Report all lines below with the word "InvalidArgument".
★ ★ ★ ★
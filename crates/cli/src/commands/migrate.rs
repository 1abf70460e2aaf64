//! Database migration commands.
//!
//! # Usage
//!
//! ```bash
//! # Run all migrations (catalog schema, then session table)
//! boutique migrate
//!
//! # Run one set
//! boutique migrate admin
//! boutique migrate storefront
//! ```
//!
//! # Migration Files
//!
//! - Catalog schema: `crates/admin/migrations/`
//! - Session table: `crates/storefront/migrations/`
//!
//! Both sets share one database and one `_sqlx_migrations` table, so each
//! migrator ignores versions applied by the other.

use sqlx::PgPool;
use sqlx::migrate::Migrator;

use super::CommandError;

/// Run the catalog schema migrations.
///
/// # Errors
///
/// Returns `CommandError::Migration` if a migration fails.
pub async fn admin(pool: &PgPool) -> Result<(), CommandError> {
    tracing::info!("Running admin migrations...");
    run(sqlx::migrate!("../admin/migrations"), pool).await?;
    tracing::info!("Admin migrations complete!");
    Ok(())
}

/// Run the session table migrations.
///
/// # Errors
///
/// Returns `CommandError::Migration` if a migration fails.
pub async fn storefront(pool: &PgPool) -> Result<(), CommandError> {
    tracing::info!("Running storefront migrations...");
    run(sqlx::migrate!("../storefront/migrations"), pool).await?;
    tracing::info!("Storefront migrations complete!");
    Ok(())
}

async fn run(mut migrator: Migrator, pool: &PgPool) -> Result<(), CommandError> {
    migrator.set_ignore_missing(true);
    migrator.run(pool).await?;
    Ok(())
}
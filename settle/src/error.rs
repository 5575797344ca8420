//! Error types shared by the calculator, the market records and the config layer.

use thiserror::Error;

/// Every failure the crate can report.
#[derive(Debug, Clone, PartialEq, Eq, Error)]
pub enum SettleError {
    /// Input outside the economic domain, a non-finite number or an unsupported scale
    #[error("invalid argument: {0}")]
    InvalidArgument(String),
    /// Decimal arithmetic left the representable range
    #[error("decimal overflow while computing {0}")]
    Overflow(&'static str),
    /// Text that is not a decimal number
    #[error("cannot parse {input:?} as a decimal: {reason}")]
    Parse { input: String, reason: String },
    /// Unreadable or malformed runtime configuration
    #[error("config error: {0}")]
    Config(String),
    /// Symbol missing from the instrument registry
    #[error("unknown instrument {0}")]
    UnknownInstrument(String),
}

impl SettleError {
    pub fn invalid(msg: impl Into<String>) -> Self {
        SettleError::InvalidArgument(msg.into())
    }
}

pub type Result<T> = std::result::Result<T, SettleError>;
★ ★ ★ ★
▸ **Task answer**:
    InvalidArgument(String),
        SettleError::InvalidArgument(msg.into())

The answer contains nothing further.